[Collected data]
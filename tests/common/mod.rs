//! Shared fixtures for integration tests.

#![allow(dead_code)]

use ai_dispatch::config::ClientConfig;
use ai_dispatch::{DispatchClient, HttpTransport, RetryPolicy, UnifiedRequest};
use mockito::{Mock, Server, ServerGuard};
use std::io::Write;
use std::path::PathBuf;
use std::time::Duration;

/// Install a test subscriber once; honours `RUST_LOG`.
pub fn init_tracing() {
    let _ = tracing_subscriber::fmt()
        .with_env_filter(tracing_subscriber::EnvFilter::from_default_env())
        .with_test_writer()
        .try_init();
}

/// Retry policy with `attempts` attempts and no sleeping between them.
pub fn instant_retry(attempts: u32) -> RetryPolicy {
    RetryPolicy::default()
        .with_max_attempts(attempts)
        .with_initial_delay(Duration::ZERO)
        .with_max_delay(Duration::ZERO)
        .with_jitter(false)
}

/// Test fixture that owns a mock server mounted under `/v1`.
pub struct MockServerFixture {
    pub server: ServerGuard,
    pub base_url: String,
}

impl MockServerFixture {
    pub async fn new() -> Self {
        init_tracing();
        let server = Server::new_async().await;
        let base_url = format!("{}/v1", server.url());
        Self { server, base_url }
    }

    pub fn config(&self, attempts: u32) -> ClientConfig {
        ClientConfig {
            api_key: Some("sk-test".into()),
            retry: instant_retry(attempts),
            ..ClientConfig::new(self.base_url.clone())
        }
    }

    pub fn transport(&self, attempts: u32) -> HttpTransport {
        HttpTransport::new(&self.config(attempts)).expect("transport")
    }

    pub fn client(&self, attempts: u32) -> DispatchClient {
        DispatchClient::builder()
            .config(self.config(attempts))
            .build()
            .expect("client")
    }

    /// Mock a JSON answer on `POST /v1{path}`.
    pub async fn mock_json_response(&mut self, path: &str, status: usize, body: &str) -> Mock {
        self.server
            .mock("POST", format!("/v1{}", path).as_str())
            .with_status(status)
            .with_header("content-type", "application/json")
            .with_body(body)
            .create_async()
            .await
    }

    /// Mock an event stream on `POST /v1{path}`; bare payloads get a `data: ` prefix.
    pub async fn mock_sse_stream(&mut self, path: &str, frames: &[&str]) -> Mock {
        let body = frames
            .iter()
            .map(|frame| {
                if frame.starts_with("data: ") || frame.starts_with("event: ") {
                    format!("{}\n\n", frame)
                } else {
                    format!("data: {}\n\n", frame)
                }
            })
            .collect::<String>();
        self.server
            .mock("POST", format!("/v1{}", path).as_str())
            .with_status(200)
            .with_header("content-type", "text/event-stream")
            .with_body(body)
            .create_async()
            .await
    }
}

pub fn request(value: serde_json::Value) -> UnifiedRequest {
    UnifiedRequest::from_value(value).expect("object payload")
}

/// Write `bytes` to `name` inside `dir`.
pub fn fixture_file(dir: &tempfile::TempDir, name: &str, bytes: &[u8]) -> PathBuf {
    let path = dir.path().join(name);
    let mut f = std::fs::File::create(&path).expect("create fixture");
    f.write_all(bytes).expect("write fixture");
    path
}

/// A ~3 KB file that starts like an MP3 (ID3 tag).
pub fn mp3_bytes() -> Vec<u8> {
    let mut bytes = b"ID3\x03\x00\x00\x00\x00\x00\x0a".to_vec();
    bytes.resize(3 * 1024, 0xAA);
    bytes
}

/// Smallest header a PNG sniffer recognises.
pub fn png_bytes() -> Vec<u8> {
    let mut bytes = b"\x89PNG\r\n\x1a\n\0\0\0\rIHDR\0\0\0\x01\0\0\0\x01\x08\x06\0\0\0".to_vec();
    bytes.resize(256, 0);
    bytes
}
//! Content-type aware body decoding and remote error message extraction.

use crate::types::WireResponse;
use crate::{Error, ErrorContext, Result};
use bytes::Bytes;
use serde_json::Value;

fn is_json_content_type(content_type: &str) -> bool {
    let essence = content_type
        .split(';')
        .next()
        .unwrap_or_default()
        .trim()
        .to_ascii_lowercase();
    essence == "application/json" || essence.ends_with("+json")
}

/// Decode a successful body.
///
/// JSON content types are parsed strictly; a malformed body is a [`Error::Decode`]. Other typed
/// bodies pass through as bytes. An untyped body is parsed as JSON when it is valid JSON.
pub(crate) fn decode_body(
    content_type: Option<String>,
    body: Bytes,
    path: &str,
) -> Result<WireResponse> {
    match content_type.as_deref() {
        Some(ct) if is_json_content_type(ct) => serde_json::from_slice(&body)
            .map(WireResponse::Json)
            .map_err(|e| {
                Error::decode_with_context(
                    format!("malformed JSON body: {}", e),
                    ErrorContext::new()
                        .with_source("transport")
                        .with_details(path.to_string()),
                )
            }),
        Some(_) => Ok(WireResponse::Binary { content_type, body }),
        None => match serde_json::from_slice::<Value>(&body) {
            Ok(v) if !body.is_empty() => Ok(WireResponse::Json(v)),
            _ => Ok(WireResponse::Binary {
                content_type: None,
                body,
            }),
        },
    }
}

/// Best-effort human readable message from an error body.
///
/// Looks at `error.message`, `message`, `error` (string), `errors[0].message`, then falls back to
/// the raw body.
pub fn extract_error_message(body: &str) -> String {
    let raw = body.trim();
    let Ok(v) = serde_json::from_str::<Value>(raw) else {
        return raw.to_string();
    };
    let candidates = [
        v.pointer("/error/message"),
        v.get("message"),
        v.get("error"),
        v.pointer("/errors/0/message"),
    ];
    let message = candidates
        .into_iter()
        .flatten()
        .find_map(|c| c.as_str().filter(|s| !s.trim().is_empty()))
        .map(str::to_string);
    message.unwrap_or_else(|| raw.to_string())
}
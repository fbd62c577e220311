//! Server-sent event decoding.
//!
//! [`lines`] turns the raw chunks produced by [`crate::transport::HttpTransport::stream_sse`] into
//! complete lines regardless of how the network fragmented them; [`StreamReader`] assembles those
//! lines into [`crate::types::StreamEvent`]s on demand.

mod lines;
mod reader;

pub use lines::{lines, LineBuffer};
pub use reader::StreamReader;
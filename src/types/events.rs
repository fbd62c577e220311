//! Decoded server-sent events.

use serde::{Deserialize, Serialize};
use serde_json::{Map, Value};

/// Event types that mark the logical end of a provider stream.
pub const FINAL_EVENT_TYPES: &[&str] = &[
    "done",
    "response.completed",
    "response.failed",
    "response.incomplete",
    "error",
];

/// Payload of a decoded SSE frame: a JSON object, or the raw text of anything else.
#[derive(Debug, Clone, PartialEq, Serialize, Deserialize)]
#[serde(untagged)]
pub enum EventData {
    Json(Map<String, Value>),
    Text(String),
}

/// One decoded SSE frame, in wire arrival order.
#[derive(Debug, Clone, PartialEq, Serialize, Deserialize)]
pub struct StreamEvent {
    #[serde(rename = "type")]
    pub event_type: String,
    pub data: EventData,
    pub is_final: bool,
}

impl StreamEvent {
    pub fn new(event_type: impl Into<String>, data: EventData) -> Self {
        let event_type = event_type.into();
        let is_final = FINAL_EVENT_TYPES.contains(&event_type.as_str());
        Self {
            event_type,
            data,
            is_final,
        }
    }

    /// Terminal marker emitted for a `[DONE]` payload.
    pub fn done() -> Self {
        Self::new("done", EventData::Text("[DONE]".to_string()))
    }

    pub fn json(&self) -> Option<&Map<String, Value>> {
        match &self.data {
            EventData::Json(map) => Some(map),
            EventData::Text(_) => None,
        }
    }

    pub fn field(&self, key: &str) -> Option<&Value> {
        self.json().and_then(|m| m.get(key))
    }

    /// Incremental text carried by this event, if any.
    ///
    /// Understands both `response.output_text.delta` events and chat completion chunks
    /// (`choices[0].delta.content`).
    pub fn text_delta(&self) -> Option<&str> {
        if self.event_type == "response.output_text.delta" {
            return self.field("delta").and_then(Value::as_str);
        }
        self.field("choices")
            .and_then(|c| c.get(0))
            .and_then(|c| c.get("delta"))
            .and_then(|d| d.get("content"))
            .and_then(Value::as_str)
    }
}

**Exercise**
The answer must consist of every line from the entries above that contains the string "struct".

**Task answer**
pub struct MockServerFixture {
pub struct StreamEvent {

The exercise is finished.